Le film démarre : c'est un Bollywood de 1957. Question : que sont les revendications d'un pays où le cinéma est né comme un champignon tchernobylien sur un terreau si peu comparable à celui des autres pays producteurs de cinéma, indépendant depuis dix ans et constitutionnalisé depuis sept ? La réponse avec la première image : c'est un engin agricole, et le propos est avoué d'office : comment concilier cette modernisation – objectivement bienvenue – avec le respect pour la douleur de ses ancêtres qui ont donné tant de sueur à leur terre ? Ce propos-là, Mother India lui voue toute son histoire, et son interprétation au travers d'une Nargis magnifiquement vieillie à coups de maquillage – même si ça se voit tout de suite – est juste énorme. Quant aux Anglais, on n'y fera qu'une seule et unique mention.

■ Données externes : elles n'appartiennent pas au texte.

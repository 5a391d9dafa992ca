use std::path::PathBuf;

use anyhow::{Context, Result};
use clap::{Parser, Subcommand};

use tierback::backup::BackupManager;
use tierback::cli::{handle_check, handle_list, handle_run};
use tierback::config::{BackupPaths, Settings};

#[derive(Parser)]
#[command(
    name = "tierback",
    author = "Kaylee Beyene",
    version,
    about = "Tiered backups for the Art Institut container stack",
    long_about = "tierback captures database dumps, volume snapshots, encryption keys \
                  and the deployment configuration into one compressed archive per run, \
                  thins old archives with a tiered retention policy, and verifies \
                  archives against their manifest."
)]
struct Cli {
    /// Settings file (defaults to config.json in the tierback home)
    #[arg(long, global = true, env = "TIERBACK_CONFIG")]
    config: Option<PathBuf>,

    /// Archive store directory (overrides the settings file)
    #[arg(long, global = true, env = "TIERBACK_STORE_DIR")]
    store: Option<PathBuf>,

    /// Log progress to stderr
    #[arg(short, long, global = true)]
    verbose: bool,

    #[command(subcommand)]
    command: Commands,
}

#[derive(Subcommand)]
enum Commands {
    /// Capture a new archive, then prune old ones
    Run,

    /// Show store usage and stored archives
    #[command(alias = "ls")]
    List,

    /// Verify an archive (defaults to the newest)
    Check {
        /// Archive path, filename in the store, or 'latest'
        file: Option<String>,
    },
}

fn init_tracing(verbose: bool) {
    use tracing_subscriber::{fmt, prelude::*, EnvFilter};

    let default_level = if verbose { "info" } else { "warn" };
    let filter =
        EnvFilter::try_from_default_env().unwrap_or_else(|_| EnvFilter::new(default_level));

    tracing_subscriber::registry()
        .with(fmt::layer().with_target(false).with_writer(std::io::stderr))
        .with(filter)
        .init();
}

fn main() -> Result<()> {
    let cli = Cli::parse();
    init_tracing(cli.verbose);

    let paths = BackupPaths::new()?;
    let settings_file = cli.config.unwrap_or_else(|| paths.settings_file());
    let settings = Settings::load_or_default(&settings_file)
        .with_context(|| format!("failed to load settings from {}", settings_file.display()))?;

    let store_dir = cli.store.unwrap_or_else(|| settings.store_dir(&paths));
    let manager = BackupManager::from_settings(store_dir, &settings)?;

    match cli.command {
        Commands::Run => {
            tierback::interrupt::install();
            handle_run(&manager)?;
        }
        Commands::List => {
            handle_list(&manager)?;
        }
        Commands::Check { file } => {
            handle_check(&manager, file.as_deref())?;
        }
    }

    Ok(())
}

Au début, le film peine à trouver sa voie ; on ne comprend pas encore le modèle de la chose, on doit se confronter à un montage qui est horrible de tous points de vues (même si rempli de bonne volonté), et notre admiration de voir de la couleur dans un film indien si vieux ne va pas sans son corollaire : les décors sont risibles ! Ce n'est pas faute d'avoir fait bosser les décorateurs à plein régime, mais on croirait vraiment que l'utilisation de la couleur était prématurée et que Bollywood n'était pas prêt à en faire un rendu propre.
Mother India a de la peine à se défaire des faiblesses techniques allant de paire avec son époque, car sa motivation dépasse de loin toute considération temporelle. Néanmoins le budget était surprenamment énorme, la caméra est partout (d'où le montage atmosphérique), elle bouge, et même si les procédés théâtraux nous sortent parfois un peu de l'ambiance – je pense à la pluie qui vient de la droite de l'écran plutôt que d'en haut –, on ne peut s'empêcher d'admirer les moyens et l'audace du tournage. C'est une histoire un peu trop revendicative de la culture indienne pour un spectateur occidental – mais on sera agréablement choqué de voir un enfant fumer... pour de vrai ; c'est tellement tabou chez nous ! –, mais dont la beauté s'adresse à tout le monde.